Kind of like what you're doing in shapefile_export_example.py for WEL.

I guess I'm wondering when someone calling to_geodataframe() on stress period data would want one containing the whole grid, rather than just the relevant boundary conditions. In that case couldn't they get the grid geodataframe and .merge() it manually with the SPD frame or pass the grid frame into the gdf parameter here.

Performance wise, it seems expensive to always do the full grid then dropna().

Copy link
Contributor Author

Choose a reason for hiding this comment

The reason will be displayed to describe this comment to others. Learn more.

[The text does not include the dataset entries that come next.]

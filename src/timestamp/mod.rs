//! Timestamp Module
//!
//! Decodes integer-encoded timestamps for display.
//!
//! ## Responsibilities
//! - Name the supported encodings and display zones (`FormatTag`)
//! - Convert a cell value under a format into a display string
//! - Decide from a column name alone whether a column is temporal
//!
//! ## Encodings
//! ```text
//! ┌──────────────────┬──────────────┬───────────────────────┬──────────┐
//! │ Tag              │ Epoch        │ Unit                  │ Rendered │
//! ├──────────────────┼──────────────┼───────────────────────┼──────────┤
//! │ JST/UTC/GMT/zone │ 1970-01-01   │ microseconds          │ zone     │
//! │ UNIX_second      │ 1970-01-01   │ microseconds → s      │ integer  │
//! │ UNIX_millisecond │ 1970-01-01   │ microseconds → ms     │ integer  │
//! │ UNIX_microsecond │ 1970-01-01   │ microseconds          │ integer  │
//! │ MAC / COCOA      │ 2001-01-01   │ microseconds          │ JST      │
//! │ WEBKIT / CHROME  │ 1601-01-01   │ microseconds          │ JST      │
//! │ FIREFOX          │ 1601-01-01   │ microseconds          │ JST      │
//! │ FILETIME         │ 1601-01-01   │ 100 ns ticks          │ JST      │
//! └──────────────────┴──────────────┴───────────────────────┴──────────┘
//! ```
//!
//! Conversion is pure: no caches, no global state. The presentation layer
//! keeps its own record of pre-conversion values (see `display`).

mod classifier;
mod codec;
mod format;

pub use classifier::{classify_column, KeywordMatcher, TemporalMatcher, DEFAULT_TIMESTAMP_KEYWORDS};
pub use codec::{convert, convert_i64, describe, try_convert, ConversionError, DECORATIVE_MARKER};
pub use format::FormatTag;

sparse=False is useful when exporting from higher level objects like gwf.to_geodataframe(), from multiple individual packages into the same geodataframe, and if a user is exporting multiple stress periods with different boundary conditions from the same package. Because the geodataframe is constructed in the modelgrid object, it is created as a single layer representation of the whole grid and then we filter after the fact. For operations like gwf.to_geodataframe() there is a single construction of geometries and the geodataframe is then passed through to each package/datatype export.

Additionally sparse operates a little differently depending on if it's used on a TransientList or a MFList like object. On a TransientList the dataframe and attributes are constructed using a full grid representation and then filtered after all stress-period data is added. This is a much simpler operation than trying to reconcile multiple sparse dataframes from many stress-periods into a single dataframe.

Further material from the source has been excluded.